Rant 2: The So-called “Worship Wars”

While teaching a class at Trinity Western University, I gave what I thought was a brilliant lecture in which I explored the arguments of Barth and his contemporaries, and the “God is dead” theologians of their day – challenging my class to consider how the church should engage with its surrounding culture, and whether their own churches are ignoring the surrounding culture, transforming their faith to meet the culture, or translating their faith so that the culture will be able to understand it. When I asked for questions, one student raised a tenuous hand: “So… there are a bunch of old people in my church who only want to sing hymns. What should I do?”

It always seems to come down to that. One group of people wants to sing one type of song in church, while another group would rather sing a different type. Every workshop I’ve given, every class I’ve taught, every lecture I’ve delivered – someone has asked me that same question.

So here’s my response: I’m sick to death of the question.

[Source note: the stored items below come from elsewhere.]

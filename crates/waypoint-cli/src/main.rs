use waypoint_core::logging;

mod cli;

use crate::cli::CliCommand;

#[tokio::main]
async fn main() {
    // Initialize logging as early as possible; stderr if the state dir is unusable.
    if let Err(err) = logging::init_logging() {
        logging::init_logging_stderr();
        tracing::warn!("file logging unavailable: {:#}", err);
    }

    // Parse CLI and dispatch.
    if let Err(err) = CliCommand::run_from_args().await {
        eprintln!("waypoint error: {:#}", err);
        std::process::exit(1);
    }
}
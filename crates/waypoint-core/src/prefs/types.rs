//! Keys stored in the preferences table.

/// Closed set of keys owned by the link resolution client.
#[derive(Debug, Clone, Copy, PartialEq, Eq, Hash)]
pub enum PrefKey {
    /// Random UUID minted once per install.
    InstallationId,
    /// Base URL discovered via the setup call.
    ControlEndpoint,
    /// Destination URL handed to the embedded browser.
    TargetLink,
    /// Opaque identifier returned by the remote service.
    ClientId,
    /// Externally supplied push token.
    PushToken,
}

impl PrefKey {
    pub const ALL: [PrefKey; 5] = [
        PrefKey::InstallationId,
        PrefKey::ControlEndpoint,
        PrefKey::TargetLink,
        PrefKey::ClientId,
        PrefKey::PushToken,
    ];

    pub fn as_str(self) -> &'static str {
        match self {
            PrefKey::InstallationId => "installation_id",
            PrefKey::ControlEndpoint => "control_endpoint",
            PrefKey::TargetLink => "target_link",
            PrefKey::ClientId => "client_id",
            PrefKey::PushToken => "push_token",
        }
    }

    pub fn from_str(s: &str) -> Option<Self> {
        Self::ALL.into_iter().find(|k| k.as_str() == s)
    }
}

impl std::fmt::Display for PrefKey {
    fn fmt(&self, f: &mut std::fmt::Formatter<'_>) -> std::fmt::Result {
        f.write_str(self.as_str())
    }
}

Because it’s the wrong question.

Oh I understand why people ask it: music causes a deep, personal, emotional, and spiritual response – and music we are more familiar with adds a weight of memories to this response. Think of a song that accompanied a significant spiritual shift in your life – now imagine never being given the opportunity to sing that song again. It hurts, right?

And absolutely every church with any amount diversity at all has this problem – with varying degrees of conflict. (In fact, the problem is so pervasive, that I’ll probably have to deal with it in another blog post or two at a later date).

If this many churches deal with conflict in music choice, why is it the wrong question to ask? Because it’s a symptom question, not a disease question. It’s like asking the doctor to deal with my headaches while completely ignoring the brain tumor that’s causing them. The doctor might be able to make my headaches go away, but unless the tumor is dealt with not only will the headaches keep returning, I’m in danger of far worse.

The worship wars are not worship wars at all – they are music wars. And we can smooth over musical tastes all we want (trying to please everyone, or carving the church up into homogenous groups) – but we will still have a problem if we have no understanding of (or interest in understanding) what worship is and how to employ it in the church.

Yes, I know we still have to deal with the fact that different members of our congregations are familiar with (and love) a completely different era of songs – but please, let’s start asking questions that get at the deeper problems we have allowed to develop. If we do that, some of the symptoms may just disappear along with the disease.